Stored data:
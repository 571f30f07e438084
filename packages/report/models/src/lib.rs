#![cfg_attr(feature = "fail-on-warnings", deny(warnings))]
#![warn(clippy::all, clippy::pedantic, clippy::nursery, clippy::cargo)]
#![allow(clippy::multiple_crate_versions, clippy::cargo_common_metadata)]

//! Structured emergency report contract.
//!
//! Every extractor backend (LLM provider, test double, CLI file input)
//! produces an [`ExtractedReport`]. Deserialization is lenient: the model
//! on the other side of the contract may omit fields, send `null`, use a
//! different casing for the injury tier, or send numbers as floats. Every
//! field still ends up present with a sensible default, so downstream
//! scoring never has to deal with a partial report.

use std::collections::BTreeSet;

use serde::{Deserialize, Deserializer, Serialize};
use strum_macros::{AsRefStr, Display, EnumString};
use thiserror::Error;

/// Lowest urgency level an extractor may report.
pub const MIN_URGENCY: u8 = 1;

/// Highest urgency level an extractor may report.
pub const MAX_URGENCY: u8 = 10;

/// Summary stored when the extractor could not produce a report at all.
pub const EXTRACTION_FAILED_SUMMARY: &str = "Error: could not parse report";

/// Summary used when the extractor returned an empty one.
const MISSING_SUMMARY: &str = "No summary provided";

/// Errors from interpreting report fields.
#[derive(Debug, Error)]
pub enum ReportError {
    /// The injury tier label is not one of the known tiers.
    #[error("Invalid injury severity '{label}' (expected None, Minor, Serious or Critical)")]
    InvalidSeverity {
        /// The rejected label.
        label: String,
    },
}

/// Worst injury level described in a report.
///
/// Ordered so that `Critical` compares greatest.
#[derive(
    Debug,
    Default,
    Clone,
    Copy,
    PartialEq,
    Eq,
    PartialOrd,
    Ord,
    Hash,
    Serialize,
    Deserialize,
    Display,
    EnumString,
    AsRefStr,
)]
#[strum(ascii_case_insensitive)]
pub enum InjurySeverity {
    /// No injuries described.
    #[default]
    #[serde(alias = "none", alias = "NONE")]
    None,
    /// Cuts, bruises, anything not needing urgent care.
    #[serde(alias = "minor", alias = "MINOR")]
    Minor,
    /// Broken bones and similar injuries needing treatment.
    #[serde(alias = "serious", alias = "SERIOUS")]
    Serious,
    /// Life-threatening injuries or a death mentioned.
    #[serde(alias = "critical", alias = "CRITICAL")]
    Critical,
}

impl InjurySeverity {
    /// Returns all tiers from least to most severe.
    #[must_use]
    pub const fn all() -> &'static [Self] {
        &[Self::None, Self::Minor, Self::Serious, Self::Critical]
    }

    /// Parses a tier label, ignoring case and surrounding whitespace.
    ///
    /// # Errors
    ///
    /// Returns [`ReportError::InvalidSeverity`] for an unknown label.
    pub fn from_label(label: &str) -> Result<Self, ReportError> {
        label
            .trim()
            .parse()
            .map_err(|_| ReportError::InvalidSeverity {
                label: label.to_string(),
            })
    }

    /// Parses a tier label, falling back to [`InjurySeverity::None`] for
    /// anything unrecognized.
    #[must_use]
    pub fn parse_lenient(label: &str) -> Self {
        Self::from_label(label).unwrap_or_else(|e| {
            log::warn!("{e}, treating as None");
            Self::None
        })
    }
}

/// Structured attributes extracted from a free-text emergency report.
#[derive(Debug, Clone, PartialEq, Serialize, Deserialize)]
pub struct ExtractedReport {
    /// Immediacy of the threat to life, 1 (none) to 10 (mortal danger now).
    #[serde(default = "default_urgency", deserialize_with = "de_urgency")]
    pub urgency: u8,
    /// Vulnerable groups mentioned (e.g. `children`, `elderly`).
    #[serde(default, deserialize_with = "de_labels")]
    pub vulnerable_individuals: Vec<String>,
    /// Worst injury tier described.
    #[serde(default, deserialize_with = "de_severity")]
    pub injury_severity: InjurySeverity,
    /// Best estimate of the number of people at risk, at least 1.
    #[serde(default = "default_people", deserialize_with = "de_people")]
    pub people_affected: u32,
    /// Estimated latitude, when identifiable.
    #[serde(default)]
    pub latitude: Option<f64>,
    /// Estimated longitude, when identifiable.
    #[serde(default)]
    pub longitude: Option<f64>,
    /// One-sentence summary of the incident.
    #[serde(default = "default_summary", deserialize_with = "de_summary")]
    pub summary: String,
    /// Resources requested (e.g. `ambulance`, `boat`).
    #[serde(default, deserialize_with = "de_labels")]
    pub resource_needs: Vec<String>,
    /// Set only on the placeholder substituted when extraction failed.
    #[serde(default, skip_serializing_if = "is_false")]
    pub fallback: bool,
}

impl ExtractedReport {
    /// Creates a report with the given urgency and severity and every other
    /// field at its default.
    #[must_use]
    pub fn new(urgency: u8, injury_severity: InjurySeverity, summary: impl Into<String>) -> Self {
        Self {
            urgency: urgency.clamp(MIN_URGENCY, MAX_URGENCY),
            vulnerable_individuals: Vec::new(),
            injury_severity,
            people_affected: 1,
            latitude: None,
            longitude: None,
            summary: normalize_summary(summary.into()),
            resource_needs: Vec::new(),
            fallback: false,
        }
    }

    /// The safe default substituted when extraction fails for any reason.
    #[must_use]
    pub fn extraction_failed() -> Self {
        Self {
            fallback: true,
            ..Self::new(MIN_URGENCY, InjurySeverity::None, EXTRACTION_FAILED_SUMMARY)
        }
    }

    /// Returns `true` if this is the extraction-failure placeholder. A
    /// real report whose summary happens to match the placeholder text is
    /// not one.
    #[must_use]
    pub const fn is_extraction_failure(&self) -> bool {
        self.fallback
    }

    /// Sets the vulnerable groups, dropping blanks and duplicates.
    #[must_use]
    pub fn with_vulnerable_individuals<I, S>(mut self, groups: I) -> Self
    where
        I: IntoIterator<Item = S>,
        S: Into<String>,
    {
        self.vulnerable_individuals = normalize_labels(groups.into_iter().map(Into::into));
        self
    }

    /// Sets the number of people affected (raised to at least 1).
    #[must_use]
    pub fn with_people_affected(mut self, people: u32) -> Self {
        self.people_affected = people.max(1);
        self
    }

    /// Sets the requested resources, dropping blanks and duplicates.
    #[must_use]
    pub fn with_resource_needs<I, S>(mut self, needs: I) -> Self
    where
        I: IntoIterator<Item = S>,
        S: Into<String>,
    {
        self.resource_needs = normalize_labels(needs.into_iter().map(Into::into));
        self
    }

    /// Sets the estimated coordinates.
    #[must_use]
    pub const fn with_location(mut self, latitude: f64, longitude: f64) -> Self {
        self.latitude = Some(latitude);
        self.longitude = Some(longitude);
        self
    }

    /// Returns the distinct vulnerable groups in first-seen order.
    ///
    /// Labels compare case-insensitively after trimming, so `"Children"`
    /// and `" children"` count once.
    #[must_use]
    pub fn distinct_vulnerable_groups(&self) -> Vec<&str> {
        let mut seen = BTreeSet::new();
        self.vulnerable_individuals
            .iter()
            .map(|g| g.trim())
            .filter(|g| !g.is_empty() && seen.insert(g.to_lowercase()))
            .collect()
    }
}

impl Default for ExtractedReport {
    fn default() -> Self {
        Self::new(MIN_URGENCY, InjurySeverity::None, MISSING_SUMMARY)
    }
}

// ---------------------------------------------------------------------------
// Normalization
// ---------------------------------------------------------------------------

#[allow(clippy::trivially_copy_pass_by_ref)]
const fn is_false(value: &bool) -> bool {
    !*value
}

fn normalize_labels(labels: impl Iterator<Item = String>) -> Vec<String> {
    let mut seen = BTreeSet::new();
    labels
        .map(|l| l.trim().to_string())
        .filter(|l| !l.is_empty() && seen.insert(l.to_lowercase()))
        .collect()
}

fn normalize_summary(summary: String) -> String {
    let trimmed = summary.trim();
    if trimmed.is_empty() {
        MISSING_SUMMARY.to_string()
    } else if trimmed.len() == summary.len() {
        summary
    } else {
        trimmed.to_string()
    }
}

#[allow(clippy::cast_possible_truncation, clippy::cast_sign_loss)]
fn clamp_urgency(raw: f64) -> u8 {
    if raw.is_nan() {
        return MIN_URGENCY;
    }
    raw.round()
        .clamp(f64::from(MIN_URGENCY), f64::from(MAX_URGENCY)) as u8
}

#[allow(clippy::cast_possible_truncation, clippy::cast_sign_loss)]
fn clamp_people(raw: f64) -> u32 {
    if raw.is_nan() || raw < 1.0 {
        return 1;
    }
    raw.round().min(f64::from(u32::MAX)) as u32
}

const fn default_urgency() -> u8 {
    MIN_URGENCY
}

const fn default_people() -> u32 {
    1
}

fn default_summary() -> String {
    MISSING_SUMMARY.to_string()
}

fn de_urgency<'de, D: Deserializer<'de>>(deserializer: D) -> Result<u8, D::Error> {
    Ok(Option::<f64>::deserialize(deserializer)?.map_or(MIN_URGENCY, clamp_urgency))
}

fn de_people<'de, D: Deserializer<'de>>(deserializer: D) -> Result<u32, D::Error> {
    Ok(Option::<f64>::deserialize(deserializer)?.map_or(1, clamp_people))
}

fn de_severity<'de, D: Deserializer<'de>>(deserializer: D) -> Result<InjurySeverity, D::Error> {
    Ok(Option::<String>::deserialize(deserializer)?
        .map_or(InjurySeverity::None, |s| InjurySeverity::parse_lenient(&s)))
}

fn de_labels<'de, D: Deserializer<'de>>(deserializer: D) -> Result<Vec<String>, D::Error> {
    let raw = Option::<Vec<Option<String>>>::deserialize(deserializer)?.unwrap_or_default();
    Ok(normalize_labels(raw.into_iter().flatten()))
}

fn de_summary<'de, D: Deserializer<'de>>(deserializer: D) -> Result<String, D::Error> {
    Ok(Option::<String>::deserialize(deserializer)?.map_or_else(default_summary, normalize_summary))
}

Task requirements: Check each line of the records for the string "other" and state how many lines contain it. Give only the number.

Response area: 2